* _Collected data entries_:
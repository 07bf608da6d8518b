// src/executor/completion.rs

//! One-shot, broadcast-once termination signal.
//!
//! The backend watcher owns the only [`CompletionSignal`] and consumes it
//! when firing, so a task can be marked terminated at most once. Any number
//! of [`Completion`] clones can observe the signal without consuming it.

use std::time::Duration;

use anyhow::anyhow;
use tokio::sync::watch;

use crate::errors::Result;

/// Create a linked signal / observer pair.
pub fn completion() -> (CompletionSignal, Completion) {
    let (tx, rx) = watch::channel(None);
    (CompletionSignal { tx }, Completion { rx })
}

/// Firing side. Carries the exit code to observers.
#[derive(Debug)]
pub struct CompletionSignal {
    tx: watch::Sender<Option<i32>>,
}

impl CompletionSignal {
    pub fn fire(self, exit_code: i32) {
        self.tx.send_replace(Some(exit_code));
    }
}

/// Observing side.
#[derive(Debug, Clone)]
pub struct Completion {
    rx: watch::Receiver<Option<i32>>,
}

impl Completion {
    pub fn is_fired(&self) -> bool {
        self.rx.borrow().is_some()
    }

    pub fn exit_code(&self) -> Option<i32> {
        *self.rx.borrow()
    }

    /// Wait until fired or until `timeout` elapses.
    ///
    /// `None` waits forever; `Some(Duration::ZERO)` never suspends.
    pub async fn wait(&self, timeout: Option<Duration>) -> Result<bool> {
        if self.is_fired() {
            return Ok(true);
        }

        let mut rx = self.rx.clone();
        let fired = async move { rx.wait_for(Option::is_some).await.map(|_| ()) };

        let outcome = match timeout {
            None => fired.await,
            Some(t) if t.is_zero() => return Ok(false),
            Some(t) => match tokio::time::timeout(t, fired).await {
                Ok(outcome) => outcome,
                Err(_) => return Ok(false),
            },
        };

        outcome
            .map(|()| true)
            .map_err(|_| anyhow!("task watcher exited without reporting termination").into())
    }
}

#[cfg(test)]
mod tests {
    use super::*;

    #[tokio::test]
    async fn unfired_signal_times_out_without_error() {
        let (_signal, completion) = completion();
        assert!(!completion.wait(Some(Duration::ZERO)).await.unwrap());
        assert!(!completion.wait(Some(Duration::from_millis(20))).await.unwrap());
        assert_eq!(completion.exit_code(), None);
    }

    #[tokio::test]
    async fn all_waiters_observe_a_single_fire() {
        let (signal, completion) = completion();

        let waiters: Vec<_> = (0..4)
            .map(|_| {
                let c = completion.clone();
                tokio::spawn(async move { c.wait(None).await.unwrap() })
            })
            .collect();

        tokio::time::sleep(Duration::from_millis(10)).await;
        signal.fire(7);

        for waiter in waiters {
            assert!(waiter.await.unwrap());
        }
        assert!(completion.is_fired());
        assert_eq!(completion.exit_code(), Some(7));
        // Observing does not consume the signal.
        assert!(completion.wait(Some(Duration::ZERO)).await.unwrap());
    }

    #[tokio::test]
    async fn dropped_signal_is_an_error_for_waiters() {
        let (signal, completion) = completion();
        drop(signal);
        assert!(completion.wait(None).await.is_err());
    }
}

* * *

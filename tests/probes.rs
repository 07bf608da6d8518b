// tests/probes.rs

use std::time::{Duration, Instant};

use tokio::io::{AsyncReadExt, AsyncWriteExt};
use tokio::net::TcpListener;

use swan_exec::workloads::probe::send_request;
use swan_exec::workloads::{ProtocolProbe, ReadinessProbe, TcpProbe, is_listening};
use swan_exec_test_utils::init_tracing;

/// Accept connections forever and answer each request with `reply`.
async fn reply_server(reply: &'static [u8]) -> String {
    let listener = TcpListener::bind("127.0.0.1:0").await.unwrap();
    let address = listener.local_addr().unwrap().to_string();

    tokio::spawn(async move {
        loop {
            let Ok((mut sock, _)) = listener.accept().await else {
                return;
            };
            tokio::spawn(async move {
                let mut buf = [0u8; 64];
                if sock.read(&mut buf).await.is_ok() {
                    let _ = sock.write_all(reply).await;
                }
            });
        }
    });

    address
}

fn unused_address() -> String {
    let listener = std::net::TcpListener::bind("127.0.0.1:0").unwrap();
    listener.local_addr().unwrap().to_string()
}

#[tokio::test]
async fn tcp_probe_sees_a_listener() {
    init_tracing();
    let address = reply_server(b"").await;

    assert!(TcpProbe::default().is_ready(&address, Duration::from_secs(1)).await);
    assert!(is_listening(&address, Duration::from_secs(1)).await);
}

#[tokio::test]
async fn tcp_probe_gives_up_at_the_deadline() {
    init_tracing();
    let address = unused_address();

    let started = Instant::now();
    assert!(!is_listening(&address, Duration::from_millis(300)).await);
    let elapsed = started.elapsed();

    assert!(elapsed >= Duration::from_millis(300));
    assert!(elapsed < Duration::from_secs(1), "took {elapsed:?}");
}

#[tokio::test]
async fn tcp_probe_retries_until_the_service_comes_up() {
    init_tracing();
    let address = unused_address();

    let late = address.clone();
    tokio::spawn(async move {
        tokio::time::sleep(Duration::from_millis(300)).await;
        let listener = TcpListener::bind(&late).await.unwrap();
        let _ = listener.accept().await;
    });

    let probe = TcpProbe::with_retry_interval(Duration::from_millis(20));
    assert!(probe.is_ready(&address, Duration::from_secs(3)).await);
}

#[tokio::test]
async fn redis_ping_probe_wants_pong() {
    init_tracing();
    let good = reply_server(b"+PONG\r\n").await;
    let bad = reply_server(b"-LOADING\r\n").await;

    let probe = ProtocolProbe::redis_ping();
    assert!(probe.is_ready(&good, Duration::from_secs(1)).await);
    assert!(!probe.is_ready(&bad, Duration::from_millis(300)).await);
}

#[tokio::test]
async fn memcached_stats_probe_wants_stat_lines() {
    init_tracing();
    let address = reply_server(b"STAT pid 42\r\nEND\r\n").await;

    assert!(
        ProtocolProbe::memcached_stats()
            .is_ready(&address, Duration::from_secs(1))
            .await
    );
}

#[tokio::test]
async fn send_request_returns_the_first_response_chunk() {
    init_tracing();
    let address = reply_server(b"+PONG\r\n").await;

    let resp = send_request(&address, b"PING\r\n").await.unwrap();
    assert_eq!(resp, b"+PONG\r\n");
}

* _Work to be completed_:
Set down exactly the lines of the data above, beginning with the line that has "let elapsed = started.elapsed();" and ending with the line that has "ProtocolProbe::memcached_stats()", and no others.

* _Solution to this exercise_:
    let elapsed = started.elapsed();

    assert!(elapsed >= Duration::from_millis(300));
    assert!(elapsed < Duration::from_secs(1), "took {elapsed:?}");
}

#[tokio::test]
async fn tcp_probe_retries_until_the_service_comes_up() {
    init_tracing();
    let address = unused_address();

    let late = address.clone();
    tokio::spawn(async move {
        tokio::time::sleep(Duration::from_millis(300)).await;
        let listener = TcpListener::bind(&late).await.unwrap();
        let _ = listener.accept().await;
    });

    let probe = TcpProbe::with_retry_interval(Duration::from_millis(20));
    assert!(probe.is_ready(&address, Duration::from_secs(3)).await);
}

#[tokio::test]
async fn redis_ping_probe_wants_pong() {
    init_tracing();
    let good = reply_server(b"+PONG\r\n").await;
    let bad = reply_server(b"-LOADING\r\n").await;

    let probe = ProtocolProbe::redis_ping();
    assert!(probe.is_ready(&good, Duration::from_secs(1)).await);
    assert!(!probe.is_ready(&bad, Duration::from_millis(300)).await);
}

#[tokio::test]
async fn memcached_stats_probe_wants_stat_lines() {
    init_tracing();
    let address = reply_server(b"STAT pid 42\r\nEND\r\n").await;

    assert!(
        ProtocolProbe::memcached_stats()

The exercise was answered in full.